**Action item**
Below are some records. How many of their lines contain the string "ResolutionMethod"? Give the number only.

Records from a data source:
________________

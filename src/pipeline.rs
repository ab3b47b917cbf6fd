//! End-to-end installation of a pull request build.
//!
//! Stages run strictly in order and the first failure ends the run:
//! credentials, build lookup, artifact download, installation, and `PATH`
//! integration. Every stage reads the same immutable [`InstallContext`].

use camino::Utf8PathBuf;
use url::Url;

use crate::github::{
    BuildGateway, BuildLocator, CredentialSource, HeadCommit, InstallError, OctocrabGateway,
    PullRequestRef, WorkflowRun,
};
use crate::install::{ArtifactFetcher, InstalledBinary, Installer};
use crate::platform::PlatformTag;
use crate::resolver::Resolution;
use crate::shell_profile::{self, PathUpdate};

/// What to do about the user's `PATH` after installing.
#[derive(Debug, Clone, PartialEq, Eq)]
pub enum PathIntegration {
    /// Leave shell profiles alone.
    Skip,
    /// Ensure this profile exports the install directory.
    Profile(Utf8PathBuf),
}

/// Everything one invocation needs, fixed before the first network call.
#[derive(Debug, Clone)]
pub struct InstallContext {
    /// Repository and how it was chosen.
    pub resolution: Resolution,
    /// Pull request in the resolved repository.
    pub pull_request: PullRequestRef,
    /// Platform of this machine.
    pub platform: PlatformTag,
    /// Directory `tally` is installed into.
    pub install_dir: Utf8PathBuf,
    /// Root for the temporary workspace.
    pub tmp_root: Option<Utf8PathBuf>,
    /// Workflow file whose runs are searched.
    pub workflow: String,
    /// GitHub API base URL.
    pub api_base: Url,
    /// Shell profile handling.
    pub path_integration: PathIntegration,
}

/// Result of a successful installation.
#[derive(Debug, Clone, PartialEq, Eq)]
pub struct InstallReport {
    /// Pull request head the build was selected for.
    pub head: HeadCommit,
    /// Workflow run the artifact came from.
    pub run: WorkflowRun,
    /// Artifact that was installed.
    pub artifact: String,
    /// Installed executable and its reported version.
    pub binary: InstalledBinary,
    /// Profile edit, if one was attempted.
    pub path_update: Option<(Utf8PathBuf, PathUpdate)>,
}

/// Obtains a token and installs through the real GitHub API.
///
/// The credential check happens before any network request.
///
/// # Errors
///
/// Returns the first [`InstallError`] raised by any stage.
pub async fn run_install<Credentials>(
    context: &InstallContext,
    credentials: &Credentials,
) -> Result<InstallReport, InstallError>
where
    Credentials: CredentialSource + ?Sized,
{
    let token = credentials.token()?;
    let gateway = OctocrabGateway::for_token(&token, &context.api_base)?;
    install_with_gateway(context, &gateway).await
}

/// Installs using an already-authenticated gateway.
///
/// # Errors
///
/// Returns the first [`InstallError`] raised by any stage.
pub async fn install_with_gateway<Gateway>(
    context: &InstallContext,
    gateway: &Gateway,
) -> Result<InstallReport, InstallError>
where
    Gateway: BuildGateway,
{
    let repository = context.resolution.repository();
    tracing::info!(
        "installing PR #{} from {repository} for {}",
        context.pull_request.number(),
        context.platform
    );

    let located = BuildLocator::new(gateway, context.workflow.as_str())
        .locate(&context.pull_request)
        .await?;

    let artifact = ArtifactFetcher::new(gateway, context.tmp_root.clone())
        .fetch(&located.run, repository, context.platform)
        .await?;

    let binary = Installer::new(context.install_dir.clone()).install(&artifact)?;
    let artifact_name = artifact.name().to_owned();
    artifact.discard();

    let path_update = match &context.path_integration {
        PathIntegration::Skip => None,
        PathIntegration::Profile(profile) => Some((
            profile.clone(),
            shell_profile::ensure_on_path(profile, &context.install_dir)?,
        )),
    };

    Ok(InstallReport {
        head: located.head,
        run: located.run,
        artifact: artifact_name,
        binary,
        path_update,
    })
}

#[cfg(all(test, unix))]
mod tests {
    use tempfile::TempDir;

    use super::*;
    use crate::github::credentials::MockCredentialSource;
    use crate::github::{
        ArtifactSummary, MockBuildGateway, PullRequestNumber, RepositorySpec, locator,
    };
    use crate::install::test_support::{fake_tally_script, zip_archive};
    use crate::resolver::ResolutionMethod;

    struct Fixture {
        _root: TempDir,
        root: Utf8PathBuf,
        context: InstallContext,
    }

    fn fixture(path_integration: bool) -> Fixture {
        let root_dir = TempDir::new().expect("should create temp directory");
        let root = Utf8PathBuf::from_path_buf(root_dir.path().to_path_buf()).expect("UTF-8 path");
        let repository = RepositorySpec::parse("owner/repo").expect("valid spec");
        let context = InstallContext {
            resolution: Resolution::new(repository.clone(), ResolutionMethod::Explicit),
            pull_request: PullRequestRef::new(
                repository,
                PullRequestNumber::new(42).expect("positive"),
            ),
            platform: PlatformTag::from_uname("Linux", "aarch64").expect("supported"),
            install_dir: root.join("bin"),
            tmp_root: Some(root.join("tmp")),
            workflow: "build.yml".to_owned(),
            api_base: locator::parse_api_base(None).expect("default URL"),
            path_integration: if path_integration {
                PathIntegration::Profile(root.join(".bashrc"))
            } else {
                PathIntegration::Skip
            },
        };
        Fixture {
            _root: root_dir,
            root,
            context,
        }
    }

    fn successful_gateway() -> MockBuildGateway {
        let mut gateway = MockBuildGateway::new();
        gateway
            .expect_pull_request_head()
            .returning(|_| Ok(Some(HeadCommit::new("abc123".to_owned()))));
        gateway.expect_successful_runs().returning(|_, _, _| {
            Ok(vec![WorkflowRun {
                id: 9,
                head_sha: "abc123".to_owned(),
                status: Some("completed".to_owned()),
                conclusion: Some("success".to_owned()),
                created_at: None,
                html_url: None,
            }])
        });
        gateway
            .expect_run_artifacts()
            .withf(|_, _, name| name == "tally-linux-arm64")
            .returning(|_, _, name| {
                Ok(vec![ArtifactSummary {
                    id: 1,
                    name: name.to_owned(),
                    expired: false,
                }])
            });
        gateway.expect_download_artifact().returning(|_, _| {
            let script = fake_tally_script("tally 0.9.0");
            Ok(zip_archive(&[("tally", script.as_bytes())]).expect("zip builds"))
        });
        gateway
    }

    #[tokio::test]
    async fn installs_and_updates_profile() {
        let fixture = fixture(true);

        let report = install_with_gateway(&fixture.context, &successful_gateway())
            .await
            .expect("install should succeed");

        assert_eq!(report.run.id, 9);
        assert_eq!(report.artifact, "tally-linux-arm64");
        assert_eq!(report.binary.version, "tally 0.9.0");
        assert_eq!(
            report.path_update,
            Some((fixture.root.join(".bashrc"), PathUpdate::Appended))
        );
        let leftovers = std::fs::read_dir(fixture.root.join("tmp"))
            .expect("tmp root exists")
            .count();
        assert_eq!(leftovers, 0, "workspace should be removed");
    }

    #[tokio::test]
    async fn skipped_path_integration_leaves_profile_alone() {
        let fixture = fixture(false);

        let report = install_with_gateway(&fixture.context, &successful_gateway())
            .await
            .expect("install should succeed");

        assert_eq!(report.path_update, None);
        assert!(!fixture.root.join(".bashrc").exists());
    }

    #[tokio::test]
    async fn missing_pull_request_stops_before_download() {
        let fixture = fixture(true);
        let mut gateway = MockBuildGateway::new();
        gateway.expect_pull_request_head().returning(|_| Ok(None));
        gateway.expect_successful_runs().times(0);
        gateway.expect_download_artifact().times(0);

        let error = install_with_gateway(&fixture.context, &gateway)
            .await
            .expect_err("should fail");

        assert!(matches!(error, InstallError::PullRequestNotFound { number: 42, .. }));
        assert!(!fixture.context.install_dir.exists());
    }

    #[tokio::test]
    async fn credential_failure_happens_before_any_request() {
        let fixture = fixture(true);
        let mut credentials = MockCredentialSource::new();
        credentials
            .expect_token()
            .times(1)
            .returning(|| Err(InstallError::MissingClient));

        let error = run_install(&fixture.context, &credentials)
            .await
            .expect_err("should fail");

        assert_eq!(error, InstallError::MissingClient);
    }
}
//! Shell history lookup.

use std::fs;

use camino::{Utf8Path, Utf8PathBuf};

/// Number of trailing history lines searched for the bootstrap command.
pub const HISTORY_TAIL_LINES: usize = 5;

/// Resolves the invoking shell's history file.
///
/// `HISTFILE` wins when set; otherwise the default for the login shell named
/// by `SHELL` is used (`~/.zsh_history` for zsh, `~/.bash_history` for
/// everything else). Returns `None` when no home directory is known.
#[must_use]
pub fn history_file(
    histfile: Option<&str>,
    shell: Option<&str>,
    home: Option<&str>,
) -> Option<Utf8PathBuf> {
    if let Some(path) = histfile.filter(|value| !value.is_empty()) {
        return Some(Utf8PathBuf::from(path));
    }

    let home = Utf8PathBuf::from(home.filter(|value| !value.is_empty())?);
    let is_zsh = shell
        .and_then(|value| Utf8Path::new(value).file_name())
        .is_some_and(|name| name == "zsh");

    Some(if is_zsh {
        home.join(".zsh_history")
    } else {
        home.join(".bash_history")
    })
}

/// Reads the last `count` lines of a history file.
///
/// Unreadable or missing files yield no lines. Invalid UTF-8 (zsh metafied
/// history) is replaced rather than rejected.
#[must_use]
pub fn tail_lines(path: &Utf8Path, count: usize) -> Vec<String> {
    let bytes = match fs::read(path) {
        Ok(bytes) => bytes,
        Err(error) => {
            tracing::debug!("history file {path} unreadable: {error}");
            return Vec::new();
        }
    };

    let text = String::from_utf8_lossy(&bytes);
    let lines: Vec<&str> = text.lines().collect();
    let start = lines.len().saturating_sub(count);
    lines
        .get(start..)
        .unwrap_or_default()
        .iter()
        .map(|line| (*line).to_owned())
        .collect()
}
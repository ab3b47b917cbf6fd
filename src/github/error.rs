//! Error types surfaced by the installer pipeline.

use camino::Utf8PathBuf;
use thiserror::Error;

/// Errors surfaced while resolving, downloading, or installing a PR build.
///
/// Every variant is fatal for the invocation. Variants that have an obvious
/// remediation expose it through [`InstallError::hint`].
#[derive(Debug, Clone, Error, PartialEq, Eq)]
pub enum InstallError {
    /// The CLI did not include a pull request number.
    #[error("pull request number is required")]
    MissingPullRequestNumber,

    /// An unsupported CLI argument was supplied.
    #[error("unrecognised argument: {argument}")]
    InvalidArgument {
        /// The flag or value that the CLI does not accept.
        argument: String,
    },

    /// The pull request number is not a valid integer.
    #[error("pull request number must be a positive integer: {value}")]
    InvalidPullRequestNumber {
        /// The rejected input.
        value: String,
    },

    /// The repository is not in `owner/repo` form.
    #[error("repository must be in owner/repo form: {value}")]
    InvalidRepository {
        /// The rejected input.
        value: String,
    },

    /// The `gh` client is not installed.
    #[error("the GitHub CLI (gh) is required but was not found")]
    MissingClient,

    /// The `gh` client is installed but not logged in.
    #[error("the GitHub CLI (gh) is not authenticated: {message}")]
    NotAuthenticated {
        /// Output reported by `gh auth status`.
        message: String,
    },

    /// The host operating system or CPU architecture has no published build.
    #[error("unsupported platform: {detail}")]
    UnsupportedPlatform {
        /// The unrecognised kernel name or machine architecture.
        detail: String,
    },

    /// The pull request does not exist or has no head commit.
    #[error("pull request #{number} not found in {repository}")]
    PullRequestNotFound {
        /// Repository in `owner/repo` form.
        repository: String,
        /// Pull request number.
        number: u64,
    },

    /// No successful workflow run exists for the pull request head.
    #[error("no successful build found for PR #{number} (head {head_sha})")]
    NoSuccessfulBuild {
        /// Pull request number.
        number: u64,
        /// Commit the lookup was made for.
        head_sha: String,
        /// Page listing the PR's CI checks.
        checks_url: String,
    },

    /// The build artifact could not be downloaded.
    #[error("failed to download artifact {artifact}: {message}")]
    DownloadFailed {
        /// Artifact name that was requested.
        artifact: String,
        /// Web URL of the workflow run.
        run_url: String,
        /// Underlying failure.
        message: String,
    },

    /// The downloaded archive did not contain the expected executable.
    #[error("artifact archive is invalid: {message}")]
    InvalidArchive {
        /// Details about what was wrong with the archive.
        message: String,
    },

    /// The installed binary failed its smoke test.
    #[error("installed binary at {path} failed verification: {message}")]
    VerificationFailed {
        /// Location of the installed binary.
        path: Utf8PathBuf,
        /// Spawn error or captured output.
        message: String,
    },

    /// The authentication token was rejected by GitHub.
    #[error("GitHub rejected the token: {message}")]
    Authentication {
        /// GitHub error message returned with the 401/403 response.
        message: String,
    },

    /// GitHub returned a non-authentication API error.
    #[error("GitHub API error: {message}")]
    Api {
        /// Response body from GitHub describing the failure.
        message: String,
    },

    /// Networking failed while calling GitHub.
    #[error("network error talking to GitHub: {message}")]
    Network {
        /// Transport-level error detail.
        message: String,
    },

    /// Local I/O operation failed.
    #[error("I/O error: {message}")]
    Io {
        /// Error detail from the underlying I/O operation.
        message: String,
    },

    /// Configuration could not be loaded.
    #[error("configuration error: {message}")]
    Configuration {
        /// Details about the configuration failure.
        message: String,
    },
}

impl InstallError {
    /// Returns a remediation hint to print after the error, when one exists.
    #[must_use]
    pub fn hint(&self) -> Option<String> {
        match self {
            Self::MissingClient => {
                Some("Install it from https://cli.github.com/ and run 'gh auth login'".to_owned())
            }
            Self::NotAuthenticated { .. } => Some("Run 'gh auth login' and try again".to_owned()),
            Self::MissingPullRequestNumber => {
                Some("Usage: tally-pr-install <PR_NUMBER> [OWNER/REPO]".to_owned())
            }
            Self::PullRequestNotFound { repository, .. } => Some(format!(
                "Check the PR number or repository: https://github.com/{repository}/pulls"
            )),
            Self::NoSuccessfulBuild { checks_url, .. } => Some(format!(
                "The build may still be running or may have failed. Check: {checks_url}"
            )),
            Self::DownloadFailed { run_url, .. } => Some(format!(
                "Check the workflow run and re-run the installer once it completes: {run_url}"
            )),
            _ => None,
        }
    }

    pub(crate) fn io(context: &str, error: &std::io::Error) -> Self {
        Self::Io {
            message: format!("{context}: {error}"),
        }
    }
}
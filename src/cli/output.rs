//! Output formatting utilities for the installer CLI.

use std::io::{self, Write};

use tally_pr_install::pipeline::InstallReport;
use tally_pr_install::shell_profile::PathUpdate;
use tally_pr_install::{InstallContext, InstallError, Resolution};

/// Length of the abbreviated commit SHA shown to users.
const SHORT_SHA_LEN: usize = 7;

fn io_error(error: &io::Error) -> InstallError {
    InstallError::Io {
        message: error.to_string(),
    }
}

/// Writes which repository will be queried and how it was chosen.
pub fn write_resolution_to<W: Write>(
    writer: &mut W,
    resolution: &Resolution,
) -> Result<(), InstallError> {
    writeln!(
        writer,
        "Using repository {} ({})",
        resolution.repository(),
        resolution.method()
    )
    .map_err(|e| io_error(&e))?;

    if resolution.is_guess() {
        writeln!(
            writer,
            "Pass OWNER/REPO or --repo if this is not the repository you meant."
        )
        .map_err(|e| io_error(&e))?;
    }
    Ok(())
}

/// Writes the post-install summary.
pub fn write_install_summary_to<W: Write>(
    writer: &mut W,
    context: &InstallContext,
    report: &InstallReport,
) -> Result<(), InstallError> {
    let sha = report.head.as_str();
    let short_sha = sha.get(..SHORT_SHA_LEN).unwrap_or(sha);
    let run_url = report
        .run
        .html_url
        .clone()
        .unwrap_or_else(|| context.resolution.repository().run_web_url(report.run.id));

    writeln!(
        writer,
        "Installed {} from PR #{} (commit {short_sha})",
        report.artifact,
        context.pull_request.number()
    )
    .map_err(|e| io_error(&e))?;
    writeln!(writer, "  Run:     {run_url}").map_err(|e| io_error(&e))?;
    writeln!(writer, "  Binary:  {}", report.binary.path).map_err(|e| io_error(&e))?;
    writeln!(writer, "  Version: {}", report.binary.version).map_err(|e| io_error(&e))?;

    match &report.path_update {
        Some((profile, PathUpdate::Appended)) => writeln!(
            writer,
            "Added {} to PATH in {profile}. Restart your shell or run: source {profile}",
            context.install_dir
        ),
        Some((profile, PathUpdate::AlreadyPresent)) => {
            writeln!(writer, "{profile} already adds {} to PATH.", context.install_dir)
        }
        None => Ok(()),
    }
    .map_err(|e| io_error(&e))
}

/// Writes an error and its remediation hint to stderr.
pub fn write_error(error: &InstallError) {
    let mut stderr = io::stderr().lock();
    if writeln!(stderr, "error: {error}").is_err() {
        return;
    }
    if let Some(hint) = error.hint() {
        if writeln!(stderr, "hint: {hint}").is_err() {
            return;
        }
    }
}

________________

**Reply to the exercise**
2